Begin juli is het wetsvoorstel aanhangig gemaakt voor advies bij de Afdeling advisering
van de Raad van State. Het streven is om na de verwerking van het advies het wetsvoorstel
voor het kerstreces in te dienen bij de Tweede Kamer voor de parlementaire behandeling.
FIN
RICHTLIJN (EU) 2021/2167 VAN HET EUROPEES PARLEMENT EN DE RAAD
van 24 november 2021 inzake kredietservicers en kredietkopers en tot wijziging van
de Richtlijnen 2008/48/EG en 2014/17/EU
Uiterste implementatiedatum: 29 december 2023
De richtlijn (EU) 2021/2167 biedt een regelgevend kader voor de overdracht aan en
het beheer door derden van niet-renderende kredietovereenkomsten, of de rechten uit dergelijke overeenkomsten, van Europese kredietinstellingen.
De richtlijn is onderdeel van de strategie van de Europese Unie om het volume van
niet-renderende kredietovereenkomsten op bankbalansen te verlagen en de mogelijke
toekomstige opeenhoping van dergelijke kredietovereenkomsten te voorkomen.

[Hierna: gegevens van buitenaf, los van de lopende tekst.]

use crate::providers::{
    Provider, ProviderError, ProviderErrorKind, ProviderResponse, extract_usage,
};
use reqwest::blocking::{Client, RequestBuilder};
use serde_json::Value;
use std::time::Duration;

#[derive(Debug, Clone, Copy, PartialEq, Eq)]
pub enum RemoteProvider {
    OpenAi,
    Anthropic,
    Gemini,
    OpenAiCompatible,
}

impl RemoteProvider {
    pub fn label(self) -> &'static str {
        match self {
            RemoteProvider::OpenAi => "openai",
            RemoteProvider::Anthropic => "anthropic",
            RemoteProvider::Gemini => "gemini",
            RemoteProvider::OpenAiCompatible => "openai-compatible",
        }
    }
}

#[derive(Debug, Clone)]
pub struct RemoteModelConfig {
    pub provider: RemoteProvider,
    pub model: String,
    pub api_key: String,
    pub base_url: Option<String>,
    pub timeout_secs: u64,
    pub max_output_tokens: u64,
}

/// HTTP-backed provider for any of the supported vendors.
pub struct RemoteClient {
    config: RemoteModelConfig,
    client: Client,
}

impl RemoteClient {
    pub fn new(config: RemoteModelConfig) -> Result<Self, ProviderError> {
        let client = Client::builder()
            .timeout(Duration::from_secs(config.timeout_secs))
            .build()
            .map_err(|err| {
                ProviderError::new(
                    ProviderErrorKind::Network,
                    config.provider.label(),
                    format!("failed to build http client: {err}"),
                )
            })?;
        Ok(Self { config, client })
    }

    fn error(&self, kind: ProviderErrorKind, message: impl Into<String>) -> ProviderError {
        ProviderError::new(kind, &self.label(), message)
    }

    fn request(&self, prompt: &str) -> RequestBuilder {
        let cfg = &self.config;
        match cfg.provider {
            RemoteProvider::OpenAi => self
                .client
                .post("https://api.openai.com/v1/responses")
                .bearer_auth(&cfg.api_key)
                .json(&serde_json::json!({
                    "model": cfg.model,
                    "input": prompt,
                    "temperature": 0.2,
                    "max_output_tokens": cfg.max_output_tokens,
                })),
            RemoteProvider::Anthropic => self
                .client
                .post("https://api.anthropic.com/v1/messages")
                .header("x-api-key", &cfg.api_key)
                .header("anthropic-version", "2023-06-01")
                .json(&serde_json::json!({
                    "model": cfg.model,
                    "max_tokens": cfg.max_output_tokens,
                    "temperature": 0.2,
                    "messages": [
                        {"role": "user", "content": prompt}
                    ]
                })),
            RemoteProvider::Gemini => {
                let url = format!(
                    "https://generativelanguage.googleapis.com/v1beta/models/{}:generateContent",
                    cfg.model
                );
                self.client
                    .post(url)
                    .header("x-goog-api-key", &cfg.api_key)
                    .json(&serde_json::json!({
                        "contents": [
                            {"parts": [{"text": prompt}]}
                        ],
                        "generationConfig": {
                            "temperature": 0.2,
                            "maxOutputTokens": cfg.max_output_tokens
                        }
                    }))
            }
            RemoteProvider::OpenAiCompatible => {
                let base = cfg
                    .base_url
                    .as_deref()
                    .unwrap_or("https://api.openai.com")
                    .trim_end_matches('/');
                self.client
                    .post(format!("{base}/v1/chat/completions"))
                    .bearer_auth(&cfg.api_key)
                    .json(&serde_json::json!({
                        "model": cfg.model,
                        "messages": [
                            {"role": "user", "content": prompt}
                        ],
                        "temperature": 0.2,
                        "max_tokens": cfg.max_output_tokens
                    }))
            }
        }
    }

    fn extract_text(&self, json: &Value) -> Option<String> {
        match self.config.provider {
            RemoteProvider::OpenAi => extract_openai_text(json),
            RemoteProvider::Anthropic => extract_anthropic_text(json),
            RemoteProvider::Gemini => extract_gemini_text(json),
            RemoteProvider::OpenAiCompatible => extract_openai_compatible_text(json),
        }
    }
}

impl Provider for RemoteClient {
    fn name(&self) -> &str {
        self.config.provider.label()
    }

    fn model(&self) -> &str {
        &self.config.model
    }

    fn send(&self, prompt: &str) -> Result<ProviderResponse, ProviderError> {
        let response = self
            .request(prompt)
            .send()
            .map_err(|err| self.error(ProviderErrorKind::Network, err.to_string()))?;

        let status = response.status();
        if !status.is_success() {
            let body = response.text().unwrap_or_default();
            let snippet: String = body.chars().take(300).collect();
            return Err(self.error(
                ProviderErrorKind::from_status(status.as_u16()),
                format!("call failed with status {status}: {snippet}"),
            ));
        }

        let json: Value = response.json().map_err(|err| {
            self.error(
                ProviderErrorKind::InvalidResponse,
                format!("response body is not json: {err}"),
            )
        })?;
        let text = self.extract_text(&json).ok_or_else(|| {
            self.error(
                ProviderErrorKind::InvalidResponse,
                "response missing text content",
            )
        })?;
        Ok(ProviderResponse {
            text,
            usage: extract_usage(&json),
        })
    }
}

fn join_text_parts(parts: &[Value]) -> Option<String> {
    let chunks: Vec<&str> = parts
        .iter()
        .filter_map(|part| part.get("text").and_then(Value::as_str))
        .collect();
    if chunks.is_empty() {
        None
    } else {
        Some(chunks.join("\n"))
    }
}

fn extract_openai_text(json: &Value) -> Option<String> {
    if let Some(text) = json.get("output_text").and_then(Value::as_str) {
        return Some(text.to_string());
    }

    let mut chunks = Vec::new();
    let output = json.get("output").and_then(Value::as_array)?;
    for item in output {
        let Some(content) = item.get("content").and_then(Value::as_array) else {
            continue;
        };
        if let Some(text) = join_text_parts(content) {
            chunks.push(text);
        }
    }

    if chunks.is_empty() {
        None
    } else {
        Some(chunks.join("\n"))
    }
}

fn extract_anthropic_text(json: &Value) -> Option<String> {
    let content = json.get("content").and_then(Value::as_array)?;
    join_text_parts(content)
}

fn extract_gemini_text(json: &Value) -> Option<String> {
    let parts = json
        .get("candidates")
        .and_then(Value::as_array)
        .and_then(|arr| arr.first())
        .and_then(|v| v.get("content"))
        .and_then(|v| v.get("parts"))
        .and_then(Value::as_array)?;
    join_text_parts(parts)
}

fn extract_openai_compatible_text(json: &Value) -> Option<String> {
    let choices = json.get("choices").and_then(Value::as_array)?;
    let first = choices.first()?;
    let content = first.get("message")?.get("content")?;
    match content {
        Value::String(s) => Some(s.to_string()),
        Value::Array(parts) => join_text_parts(parts),
        _ => None,
    }
}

De implementatie van de richtlijn is kort na de peildatum van dit overzicht afgerond.
De Implementatiewet richtlijn kredietservicers en kredietkopers en het Implementatiebesluit
zijn op 18 juli jl. in werking getreden, de Implementatieregeling richtlijn kredietservicers
en kredietkopersop 22 juli jl.1 Vanwege de overschrijding van de uiterste implementatietermijn, 29 december 2023,
heeft de Europese Commissie een zaak tegen Nederland aanhangig gemaakt bij het Hof
van Justitie van de Europese Unie.
I&W
GEDELEGEERDE RICHTLIJN (EU) 2020/12 VAN DE COMMISSIE van 2 augustus 2019 tot aanvulling
van Richtlijn (EU) 2017/2397 van het Europees Parlement en de Raad wat betreft normen
betreffende competenties en de overeenkomstige kennis en vaardigheden voor praktijkexamens,
de goedkeuring van simulatoren en medische geschiktheid
Uiterste implementatiedatum: 17 januari 2022
De implementatie van de Gedelegeerde Richtlijn (EU) 2020/12 is onderdeel van de implementatie
van de Richtlijn (EU) 2017/2397. Voor de toelichting op de oorzaak van de achterstand
wordt verwezen naar de toelichting bij Richtlijn (EU) 2017/2397.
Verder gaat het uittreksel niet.